Over the years, I have experimented in many forms and styles- for the sake of continuity- in this book I have adopted an observational tone and a consistant authorial voice. I tend to view "introspective" poems with suspicion and often find myself gagging on revelatory verse which often provide the reader with a self-absorbed or sentimental illumination.  

 


Q: Do you feel (ha! I am putting you on the spot), that writing criticism, as in your BOLD MONKEY columns, takes away from your own work or does it feed it? Is your approach to writing criticism like that to a disliked job--something to get through? An irritant maybe? A pain in the you know what? If not, what are your feelings toward writing criticism? What does the act of doing so consist of for you? The results?

 

I started writing criticism on Bold Monkey in 2007 to help me strengthen my ability to teach my students how to write the stuff. I also used the platform to help support the small alternative press by providing reviews of poetry books which academics usually avoided. 


Early on, I got a lot of positive feedback from Wolfgang Carstens (Epic Rites Press) and RD Armstrong (Lummox Press) and many individual writers.
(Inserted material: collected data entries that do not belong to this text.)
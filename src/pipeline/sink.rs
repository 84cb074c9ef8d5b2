//! Boundaries to external collaborators: stage events, progress reporting
//! and record persistence.

use std::io::Write;
use std::path::{Path, PathBuf};
use std::sync::{Arc, Mutex};

use serde::Serialize;
use thiserror::Error;

use super::record::{PipelineRecord, StageStatus};

// ═══════════════════════════════════════════
// Stage events
// ═══════════════════════════════════════════

#[derive(Debug, Clone, PartialEq, Serialize)]
pub struct StageEvent {
    pub stage: String,
    pub document_id: String,
    pub status: StageStatus,
    pub duration_ms: u64,
    pub error: Option<String>,
}

/// Receives one event per stage invocation. Fire-and-forget.
pub trait EventSink: Send + Sync {
    fn emit(&self, event: &StageEvent);
}

/// Forwards stage events to `tracing`.
#[derive(Debug, Default, Clone, Copy)]
pub struct TracingEventSink;

impl EventSink for TracingEventSink {
    fn emit(&self, event: &StageEvent) {
        match event.status {
            StageStatus::Success => tracing::info!(
                stage = %event.stage,
                document_id = %event.document_id,
                duration_ms = event.duration_ms,
                "Stage complete"
            ),
            StageStatus::Degraded | StageStatus::Failed => tracing::warn!(
                stage = %event.stage,
                document_id = %event.document_id,
                status = event.status.as_str(),
                duration_ms = event.duration_ms,
                error = event.error.as_deref().unwrap_or(""),
                "Stage did not succeed"
            ),
            StageStatus::Skipped => tracing::debug!(
                stage = %event.stage,
                document_id = %event.document_id,
                "Stage skipped"
            ),
        }
    }
}

/// Keeps every event in memory.
#[derive(Debug, Default)]
pub struct CollectingEventSink {
    events: Mutex<Vec<StageEvent>>,
}

impl CollectingEventSink {
    pub fn new() -> Self {
        Self::default()
    }

    pub fn events(&self) -> Vec<StageEvent> {
        self.events
            .lock()
            .map(|events| events.clone())
            .unwrap_or_default()
    }
}

impl EventSink for CollectingEventSink {
    fn emit(&self, event: &StageEvent) {
        if let Ok(mut events) = self.events.lock() {
            events.push(event.clone());
        }
    }
}

// ═══════════════════════════════════════════
// Progress
// ═══════════════════════════════════════════

pub type ProgressError = Box<dyn std::error::Error + Send + Sync>;

/// `(stage, percent_complete)`. Errors are logged and never abort processing.
pub type ProgressCallback = Arc<dyn Fn(&str, u8) -> Result<(), ProgressError> + Send + Sync>;

// ═══════════════════════════════════════════
// Persistence
// ═══════════════════════════════════════════

#[derive(Error, Debug)]
pub enum PersistError {
    #[error("I/O error: {0}")]
    Io(#[from] std::io::Error),

    #[error("Serialization failed: {0}")]
    Serialize(#[from] serde_json::Error),

    #[error("Record rejected: {0}")]
    Rejected(String),
}

/// Accepts finished records. The pipeline hands each record over once and
/// does not retry on failure.
pub trait PersistenceLayer: Send + Sync {
    fn persist(&self, record: &PipelineRecord) -> Result<(), PersistError>;
}

/// Writes each record as `<dir>/<document_id>.json`, atomically.
#[derive(Debug, Clone)]
pub struct JsonFilePersistence {
    dir: PathBuf,
}

impl JsonFilePersistence {
    pub fn new(dir: impl Into<PathBuf>) -> Self {
        Self { dir: dir.into() }
    }

    pub fn dir(&self) -> &Path {
        &self.dir
    }

    pub fn path_for(&self, document_id: &str) -> PathBuf {
        self.dir.join(format!("{document_id}.json"))
    }
}

impl PersistenceLayer for JsonFilePersistence {
    fn persist(&self, record: &PipelineRecord) -> Result<(), PersistError> {
        if record.document_id.contains(['/', '\\']) || record.document_id.starts_with('.') {
            return Err(PersistError::Rejected(format!(
                "document id '{}' is not a safe file name",
                record.document_id
            )));
        }
        std::fs::create_dir_all(&self.dir)?;

        let mut staged = tempfile::NamedTempFile::new_in(&self.dir)?;
        serde_json::to_writer_pretty(&mut staged, record)?;
        staged.flush()?;

        let path = self.path_for(&record.document_id);
        staged.persist(&path).map_err(|e| PersistError::Io(e.error))?;

        tracing::debug!(
            document_id = %record.document_id,
            path = %path.display(),
            "Record persisted"
        );
        Ok(())
    }
}

#[cfg(test)]
mod tests {
    use super::*;
    use chrono::Utc;
    use std::collections::BTreeMap;

    use crate::pipeline::record::RecordStatus;

    fn record(id: &str) -> PipelineRecord {
        PipelineRecord {
            document_id: id.to_string(),
            status: RecordStatus::Failed,
            content_hash: "hash".into(),
            extraction: None,
            text: String::new(),
            entities: BTreeMap::new(),
            metadata: None,
            quality: None,
            execution_log: vec![],
            failure: None,
            started_at: Utc::now(),
            completed_at: Utc::now(),
        }
    }

    #[test]
    fn json_persistence_round_trips_record() {
        let dir = tempfile::tempdir().unwrap();
        let sink = JsonFilePersistence::new(dir.path().join("records"));
        let original = record("doc-1");
        sink.persist(&original).unwrap();

        let raw = std::fs::read_to_string(sink.path_for("doc-1")).unwrap();
        let loaded: PipelineRecord = serde_json::from_str(&raw).unwrap();
        assert_eq!(loaded, original);
    }

    #[test]
    fn unsafe_ids_are_rejected() {
        let dir = tempfile::tempdir().unwrap();
        let sink = JsonFilePersistence::new(dir.path());
        let err = sink.persist(&record("../escape")).unwrap_err();
        assert!(matches!(err, PersistError::Rejected(_)));
    }

    #[test]
    fn collecting_sink_keeps_order() {
        let sink = CollectingEventSink::new();
        for stage in ["validation", "extraction"] {
            sink.emit(&StageEvent {
                stage: stage.into(),
                document_id: "d".into(),
                status: StageStatus::Success,
                duration_ms: 1,
                error: None,
            });
        }
        let stages: Vec<_> = sink.events().into_iter().map(|e| e.stage).collect();
        assert_eq!(stages, vec!["validation", "extraction"]);
    }
}
use std::ops::RangeInclusive;
use std::sync::LazyLock;

use chrono::NaiveDate;
use regex::{Captures, Regex};

use super::patterns::{PatternCache, PatternError};
use super::types::{finalize, Entity, EntityPass, EntityType};

pub mod thresholds {
    pub const YEAR_POINTS: f64 = 0.40;
    pub const CALENDAR_POINTS: f64 = 0.40;
    pub const CONTEXT_POINTS: f64 = 0.20;
    /// Characters before a date searched for a legal context word.
    pub const CONTEXT_WINDOW: usize = 40;
    pub const EARLIEST_YEAR: i32 = 1800;
    pub const LATEST_YEAR: i32 = 2099;
}

const MONTHS: &str = r"jan(?:uary)?|feb(?:ruary)?|mar(?:ch)?|apr(?:il)?|may|june?|july?|aug(?:ust)?|sep(?:t(?:ember)?)?|oct(?:ober)?|nov(?:ember)?|dec(?:ember)?";

static ISO: LazyLock<Regex> = LazyLock::new(|| {
    Regex::new(r"\b(?P<year>\d{4})-(?P<month>\d{1,2})-(?P<day>\d{1,2})\b").expect("valid regex")
});

static NUMERIC: LazyLock<Regex> = LazyLock::new(|| {
    Regex::new(r"\b(?P<day>\d{1,2})[./](?P<month>\d{1,2})[./](?P<year>\d{4})\b")
        .expect("valid regex")
});

static DAY_MONTH_YEAR: LazyLock<Regex> = LazyLock::new(|| {
    Regex::new(&format!(
        r"(?i)\b(?P<day>\d{{1,2}})(?:st|nd|rd|th)?\s+(?:day\s+of\s+)?(?P<month>{MONTHS})\.?,?\s+(?P<year>\d{{4}})\b"
    ))
    .expect("valid regex")
});

static MONTH_DAY_YEAR: LazyLock<Regex> = LazyLock::new(|| {
    Regex::new(&format!(
        r"(?i)\b(?P<month>{MONTHS})\.?\s+(?P<day>\d{{1,2}})(?:st|nd|rd|th)?,?\s+(?P<year>\d{{4}})\b"
    ))
    .expect("valid regex")
});

static CONTEXT: LazyLock<Regex> = LazyLock::new(|| {
    Regex::new(r"(?i)\b(?:dated|decided|judgment|judgement|delivered|hearing|heard|order)\b")
        .expect("valid regex")
});

/// Month number from a numeric or (abbreviated) English month name.
fn month_number(raw: &str) -> Option<u32> {
    if let Ok(n) = raw.parse::<u32>() {
        return Some(n);
    }
    let prefix: String = raw.chars().take(3).collect::<String>().to_lowercase();
    let month = match prefix.as_str() {
        "jan" => 1,
        "feb" => 2,
        "mar" => 3,
        "apr" => 4,
        "may" => 5,
        "jun" => 6,
        "jul" => 7,
        "aug" => 8,
        "sep" => 9,
        "oct" => 10,
        "nov" => 11,
        "dec" => 12,
        _ => return None,
    };
    Some(month)
}

/// Whether a legal context word occurs shortly before `offset`.
fn has_context(text: &str, offset: usize) -> bool {
    let mut start = offset.saturating_sub(thresholds::CONTEXT_WINDOW);
    while !text.is_char_boundary(start) {
        start -= 1;
    }
    CONTEXT.is_match(&text[start..offset])
}

/// Date pass: numeric and written dates, normalized to ISO `YYYY-MM-DD`.
#[derive(Debug, Clone)]
pub struct DatePass {
    years: RangeInclusive<i32>,
}

impl Default for DatePass {
    fn default() -> Self {
        Self {
            years: thresholds::EARLIEST_YEAR..=thresholds::LATEST_YEAR,
        }
    }
}

impl DatePass {
    pub fn with_year_range(years: RangeInclusive<i32>) -> Self {
        Self { years }
    }

    pub fn extract(&self, text: &str) -> Vec<Entity> {
        let found = [&*ISO, &*NUMERIC, &*DAY_MONTH_YEAR, &*MONTH_DAY_YEAR]
            .into_iter()
            .flat_map(|re| re.captures_iter(text))
            .filter_map(|caps| self.score(text, &caps))
            .collect();
        finalize(found)
    }

    fn score(&self, text: &str, caps: &Captures<'_>) -> Option<Entity> {
        let whole = caps.get(0)?;
        let year: i32 = caps.name("year")?.as_str().parse().ok()?;
        let month = month_number(caps.name("month")?.as_str())?;
        let day: u32 = caps.name("day")?.as_str().parse().ok()?;

        if !self.years.contains(&year) {
            return None;
        }
        // Impossible dates such as 31.02.1998 are not dates at all.
        let date = NaiveDate::from_ymd_opt(year, month, day)?;

        let context = has_context(text, whole.start());
        let mut confidence = thresholds::YEAR_POINTS + thresholds::CALENDAR_POINTS;
        if context {
            confidence += thresholds::CONTEXT_POINTS;
        }

        Some(
            Entity::new(
                EntityType::Date,
                whole.as_str(),
                date.format("%Y-%m-%d").to_string(),
                confidence,
                whole.start(),
            )
            .with_field("year", year.to_string())
            .with_field("context", context.to_string()),
        )
    }
}

impl EntityPass for DatePass {
    fn entity_type(&self) -> EntityType {
        EntityType::Date
    }

    fn run(&self, text: &str, _patterns: &PatternCache) -> Result<Vec<Entity>, PatternError> {
        Ok(self.extract(text))
    }
}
I also tried my hand at reviewing classic texts, such as Salinger’s The Catcher in the Rye, Brautigan’s Watermelon Sugar and Steinbeck’s Travels With Charley. I saw each new book as an intricate puzzle that I had to unravel and had a lot of fun constructing my analysis. 


Later on, John D. Robinson of Holy & Intoxicated Publications (UK) and Hank Stanton of Uncollected Press (USA) were key contributors in getting me to shift my focus from critical to imaginative writing.

 

In the last couple of years, I am finding it more difficult to find the time to stay on task to complete all reviews. I usually read a book at least 5-6 times, compile notes and interview the writer to gain a greater understanding of what they are trying to achieve. I hate taking shortcuts and as other projects intercede, some reviews have had to be abandoned or have been substantially delayed. 

 

I never try to kiss the ass of the writers I review. I generally will only review books I can get into, and as you can appreciate, some books are well beyond the scope of Bold Monkey and my comprehension of poetry. Sometimes in my reviews I feel I am writing parody or hyperbole, but at its heart my thoughts are non-bullshit, genuine.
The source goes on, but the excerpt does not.